++++ Entries provided

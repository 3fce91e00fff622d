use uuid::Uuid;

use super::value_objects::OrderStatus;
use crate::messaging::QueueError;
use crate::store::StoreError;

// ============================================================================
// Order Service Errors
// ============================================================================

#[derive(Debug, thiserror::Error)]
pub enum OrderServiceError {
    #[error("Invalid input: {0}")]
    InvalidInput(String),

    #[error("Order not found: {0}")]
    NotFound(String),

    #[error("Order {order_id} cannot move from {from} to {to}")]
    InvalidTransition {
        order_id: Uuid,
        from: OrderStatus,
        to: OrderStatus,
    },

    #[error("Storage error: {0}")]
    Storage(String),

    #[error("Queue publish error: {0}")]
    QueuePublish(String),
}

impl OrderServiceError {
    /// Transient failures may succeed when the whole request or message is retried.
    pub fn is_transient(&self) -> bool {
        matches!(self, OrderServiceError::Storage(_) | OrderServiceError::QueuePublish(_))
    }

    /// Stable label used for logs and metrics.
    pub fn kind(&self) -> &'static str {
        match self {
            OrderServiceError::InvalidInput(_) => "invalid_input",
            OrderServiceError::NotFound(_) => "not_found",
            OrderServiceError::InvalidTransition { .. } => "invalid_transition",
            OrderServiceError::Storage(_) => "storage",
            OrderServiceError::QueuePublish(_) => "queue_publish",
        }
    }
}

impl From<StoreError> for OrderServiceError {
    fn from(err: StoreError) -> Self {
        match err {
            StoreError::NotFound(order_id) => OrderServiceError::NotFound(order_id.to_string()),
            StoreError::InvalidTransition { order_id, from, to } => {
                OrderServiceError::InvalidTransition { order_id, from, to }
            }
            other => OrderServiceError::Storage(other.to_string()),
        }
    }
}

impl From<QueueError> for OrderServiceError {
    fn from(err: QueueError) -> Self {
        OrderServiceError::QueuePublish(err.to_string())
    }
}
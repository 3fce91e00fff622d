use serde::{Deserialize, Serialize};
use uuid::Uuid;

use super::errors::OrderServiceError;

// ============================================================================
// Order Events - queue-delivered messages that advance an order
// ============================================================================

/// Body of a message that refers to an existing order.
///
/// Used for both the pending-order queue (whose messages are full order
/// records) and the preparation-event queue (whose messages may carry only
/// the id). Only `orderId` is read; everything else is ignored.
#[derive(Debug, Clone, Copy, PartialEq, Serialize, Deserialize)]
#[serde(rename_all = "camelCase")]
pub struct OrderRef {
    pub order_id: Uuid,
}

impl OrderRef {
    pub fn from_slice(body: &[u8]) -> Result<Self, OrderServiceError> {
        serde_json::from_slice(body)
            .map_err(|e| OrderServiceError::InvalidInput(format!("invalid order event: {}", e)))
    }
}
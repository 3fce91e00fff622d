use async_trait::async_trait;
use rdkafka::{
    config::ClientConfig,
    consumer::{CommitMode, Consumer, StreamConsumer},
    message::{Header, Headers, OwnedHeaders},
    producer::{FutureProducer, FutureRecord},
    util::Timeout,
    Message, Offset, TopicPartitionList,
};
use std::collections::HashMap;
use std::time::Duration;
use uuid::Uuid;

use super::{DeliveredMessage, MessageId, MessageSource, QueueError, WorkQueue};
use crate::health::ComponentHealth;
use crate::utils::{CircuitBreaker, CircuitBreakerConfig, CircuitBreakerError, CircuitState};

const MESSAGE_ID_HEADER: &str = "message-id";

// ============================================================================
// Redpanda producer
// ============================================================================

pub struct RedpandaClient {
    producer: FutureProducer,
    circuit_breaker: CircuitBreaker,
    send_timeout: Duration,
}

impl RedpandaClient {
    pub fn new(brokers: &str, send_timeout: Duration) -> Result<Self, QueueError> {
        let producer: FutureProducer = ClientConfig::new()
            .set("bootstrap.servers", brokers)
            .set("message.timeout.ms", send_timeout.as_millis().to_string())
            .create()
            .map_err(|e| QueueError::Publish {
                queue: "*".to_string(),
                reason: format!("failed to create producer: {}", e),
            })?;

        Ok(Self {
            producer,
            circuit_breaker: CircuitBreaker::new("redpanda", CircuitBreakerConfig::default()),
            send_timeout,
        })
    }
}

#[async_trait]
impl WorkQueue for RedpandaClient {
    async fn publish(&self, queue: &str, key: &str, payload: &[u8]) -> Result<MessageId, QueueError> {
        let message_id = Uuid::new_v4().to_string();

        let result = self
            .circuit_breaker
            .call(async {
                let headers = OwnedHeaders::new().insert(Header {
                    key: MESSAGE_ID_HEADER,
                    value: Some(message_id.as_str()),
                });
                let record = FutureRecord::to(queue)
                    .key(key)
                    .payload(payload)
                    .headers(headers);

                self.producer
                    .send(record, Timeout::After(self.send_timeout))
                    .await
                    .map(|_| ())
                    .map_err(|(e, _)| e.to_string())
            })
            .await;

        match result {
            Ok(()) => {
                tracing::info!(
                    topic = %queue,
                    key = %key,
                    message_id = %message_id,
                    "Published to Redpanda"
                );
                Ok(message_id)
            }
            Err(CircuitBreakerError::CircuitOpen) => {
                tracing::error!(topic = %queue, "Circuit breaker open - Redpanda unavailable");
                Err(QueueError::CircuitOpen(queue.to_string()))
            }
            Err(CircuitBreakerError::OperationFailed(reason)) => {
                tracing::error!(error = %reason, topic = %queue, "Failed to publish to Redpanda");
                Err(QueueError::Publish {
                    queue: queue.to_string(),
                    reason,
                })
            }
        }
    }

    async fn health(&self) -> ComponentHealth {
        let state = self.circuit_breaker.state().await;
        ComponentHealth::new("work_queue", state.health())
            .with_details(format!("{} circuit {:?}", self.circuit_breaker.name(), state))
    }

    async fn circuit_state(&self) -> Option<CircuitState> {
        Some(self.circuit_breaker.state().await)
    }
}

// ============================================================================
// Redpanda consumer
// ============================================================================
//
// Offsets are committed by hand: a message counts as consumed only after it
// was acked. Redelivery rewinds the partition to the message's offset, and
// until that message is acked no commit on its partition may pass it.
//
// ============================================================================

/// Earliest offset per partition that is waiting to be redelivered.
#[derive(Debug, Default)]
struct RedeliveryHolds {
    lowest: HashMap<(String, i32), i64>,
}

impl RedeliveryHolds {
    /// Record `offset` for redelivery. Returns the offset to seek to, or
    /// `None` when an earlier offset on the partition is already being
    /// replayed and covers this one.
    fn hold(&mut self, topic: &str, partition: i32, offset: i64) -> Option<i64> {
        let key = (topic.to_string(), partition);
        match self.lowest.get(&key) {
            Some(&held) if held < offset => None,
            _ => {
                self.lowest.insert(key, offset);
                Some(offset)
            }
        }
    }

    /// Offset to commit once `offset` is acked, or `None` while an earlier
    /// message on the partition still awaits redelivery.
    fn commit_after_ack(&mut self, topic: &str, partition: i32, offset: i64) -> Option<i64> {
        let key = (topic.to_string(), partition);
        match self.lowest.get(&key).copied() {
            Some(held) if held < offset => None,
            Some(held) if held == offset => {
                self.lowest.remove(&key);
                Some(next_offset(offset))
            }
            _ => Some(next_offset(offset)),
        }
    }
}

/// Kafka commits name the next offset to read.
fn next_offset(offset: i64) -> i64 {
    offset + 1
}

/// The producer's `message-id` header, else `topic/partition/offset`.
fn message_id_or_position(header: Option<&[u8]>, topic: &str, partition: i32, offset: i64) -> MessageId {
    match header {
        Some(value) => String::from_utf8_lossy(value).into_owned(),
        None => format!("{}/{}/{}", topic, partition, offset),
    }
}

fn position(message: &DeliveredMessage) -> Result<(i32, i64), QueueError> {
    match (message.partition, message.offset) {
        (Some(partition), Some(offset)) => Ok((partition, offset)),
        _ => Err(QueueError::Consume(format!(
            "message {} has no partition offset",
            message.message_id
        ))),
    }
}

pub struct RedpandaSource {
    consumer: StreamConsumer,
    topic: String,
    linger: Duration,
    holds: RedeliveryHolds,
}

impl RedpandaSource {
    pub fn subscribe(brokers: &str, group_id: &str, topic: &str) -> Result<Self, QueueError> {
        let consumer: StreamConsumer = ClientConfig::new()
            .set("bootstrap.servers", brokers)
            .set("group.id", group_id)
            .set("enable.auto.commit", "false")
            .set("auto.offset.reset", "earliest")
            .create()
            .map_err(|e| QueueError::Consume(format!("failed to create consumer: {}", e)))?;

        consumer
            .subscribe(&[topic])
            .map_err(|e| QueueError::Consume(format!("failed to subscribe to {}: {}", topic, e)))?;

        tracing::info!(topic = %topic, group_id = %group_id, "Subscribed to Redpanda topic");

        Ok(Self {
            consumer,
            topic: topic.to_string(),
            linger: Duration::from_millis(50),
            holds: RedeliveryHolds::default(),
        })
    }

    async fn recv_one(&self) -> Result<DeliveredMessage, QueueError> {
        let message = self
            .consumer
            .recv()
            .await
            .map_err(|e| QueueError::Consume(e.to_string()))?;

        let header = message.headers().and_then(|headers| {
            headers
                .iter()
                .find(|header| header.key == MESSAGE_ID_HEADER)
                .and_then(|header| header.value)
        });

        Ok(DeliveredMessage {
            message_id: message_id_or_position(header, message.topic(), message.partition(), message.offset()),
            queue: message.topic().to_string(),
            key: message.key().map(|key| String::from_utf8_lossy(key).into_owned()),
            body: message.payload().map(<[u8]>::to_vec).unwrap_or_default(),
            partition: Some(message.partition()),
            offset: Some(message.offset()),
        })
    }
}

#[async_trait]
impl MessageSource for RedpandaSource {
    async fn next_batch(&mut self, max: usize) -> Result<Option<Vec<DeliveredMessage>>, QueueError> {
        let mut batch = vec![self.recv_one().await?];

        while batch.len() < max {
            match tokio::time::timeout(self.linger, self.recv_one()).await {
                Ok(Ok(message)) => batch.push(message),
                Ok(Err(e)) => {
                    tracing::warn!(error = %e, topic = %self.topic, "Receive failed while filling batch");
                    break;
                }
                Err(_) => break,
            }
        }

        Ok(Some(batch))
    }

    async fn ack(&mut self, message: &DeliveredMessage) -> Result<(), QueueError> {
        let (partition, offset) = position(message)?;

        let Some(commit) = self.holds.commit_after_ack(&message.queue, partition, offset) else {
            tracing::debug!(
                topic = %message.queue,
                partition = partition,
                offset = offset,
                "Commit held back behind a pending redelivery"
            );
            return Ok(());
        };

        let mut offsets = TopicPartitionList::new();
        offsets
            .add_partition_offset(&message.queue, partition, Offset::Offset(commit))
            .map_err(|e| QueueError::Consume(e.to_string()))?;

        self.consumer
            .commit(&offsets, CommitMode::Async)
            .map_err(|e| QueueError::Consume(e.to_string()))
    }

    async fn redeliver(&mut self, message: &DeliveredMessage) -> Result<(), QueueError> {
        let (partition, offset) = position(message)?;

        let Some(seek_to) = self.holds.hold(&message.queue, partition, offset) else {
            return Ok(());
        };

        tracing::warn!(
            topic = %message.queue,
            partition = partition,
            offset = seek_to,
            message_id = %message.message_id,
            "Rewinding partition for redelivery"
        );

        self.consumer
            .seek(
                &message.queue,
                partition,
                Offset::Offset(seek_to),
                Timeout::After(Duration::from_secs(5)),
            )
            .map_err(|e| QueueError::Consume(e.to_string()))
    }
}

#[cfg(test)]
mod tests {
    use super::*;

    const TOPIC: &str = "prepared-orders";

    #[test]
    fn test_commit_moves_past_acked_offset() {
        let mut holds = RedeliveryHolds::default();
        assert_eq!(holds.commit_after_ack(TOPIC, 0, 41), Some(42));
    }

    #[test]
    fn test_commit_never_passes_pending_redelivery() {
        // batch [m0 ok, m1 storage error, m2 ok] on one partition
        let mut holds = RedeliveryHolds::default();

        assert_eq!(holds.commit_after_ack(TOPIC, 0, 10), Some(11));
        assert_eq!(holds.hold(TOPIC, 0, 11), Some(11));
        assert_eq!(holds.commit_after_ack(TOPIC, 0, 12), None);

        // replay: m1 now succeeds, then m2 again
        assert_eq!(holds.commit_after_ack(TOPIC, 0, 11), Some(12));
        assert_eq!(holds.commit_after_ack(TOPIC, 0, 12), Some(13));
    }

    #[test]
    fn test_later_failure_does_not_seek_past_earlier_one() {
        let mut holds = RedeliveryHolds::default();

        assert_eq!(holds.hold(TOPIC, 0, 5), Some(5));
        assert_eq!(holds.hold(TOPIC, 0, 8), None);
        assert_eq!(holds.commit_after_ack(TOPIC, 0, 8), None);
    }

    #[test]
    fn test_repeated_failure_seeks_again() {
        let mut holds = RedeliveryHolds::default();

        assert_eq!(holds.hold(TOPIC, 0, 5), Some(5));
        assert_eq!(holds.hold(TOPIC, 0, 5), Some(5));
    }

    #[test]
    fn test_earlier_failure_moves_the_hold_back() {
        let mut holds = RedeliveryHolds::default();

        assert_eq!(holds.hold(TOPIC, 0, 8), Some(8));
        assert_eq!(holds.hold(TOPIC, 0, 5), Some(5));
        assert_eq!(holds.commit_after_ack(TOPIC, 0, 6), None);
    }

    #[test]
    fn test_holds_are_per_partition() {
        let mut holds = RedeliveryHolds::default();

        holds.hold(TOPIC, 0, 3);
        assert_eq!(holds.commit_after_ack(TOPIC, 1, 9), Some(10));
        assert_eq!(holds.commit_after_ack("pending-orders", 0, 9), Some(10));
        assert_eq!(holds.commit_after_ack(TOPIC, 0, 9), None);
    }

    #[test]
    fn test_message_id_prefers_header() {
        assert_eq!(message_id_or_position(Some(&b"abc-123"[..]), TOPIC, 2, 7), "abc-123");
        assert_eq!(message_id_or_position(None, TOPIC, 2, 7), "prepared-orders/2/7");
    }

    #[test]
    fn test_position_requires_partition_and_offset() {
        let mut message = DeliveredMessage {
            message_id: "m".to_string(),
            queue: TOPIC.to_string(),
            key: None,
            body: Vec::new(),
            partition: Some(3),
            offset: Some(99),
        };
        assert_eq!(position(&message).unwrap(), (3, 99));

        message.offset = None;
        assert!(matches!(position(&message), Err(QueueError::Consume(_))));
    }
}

++++++++

**What the exercise asks**
Report each line in the preceding entries that holds the string "StoreError".

**Output for this exercise**
use crate::store::StoreError;
impl From<StoreError> for OrderServiceError {
    fn from(err: StoreError) -> Self {
            StoreError::NotFound(order_id) => OrderServiceError::NotFound(order_id.to_string()),
            StoreError::InvalidTransition { order_id, from, to } => {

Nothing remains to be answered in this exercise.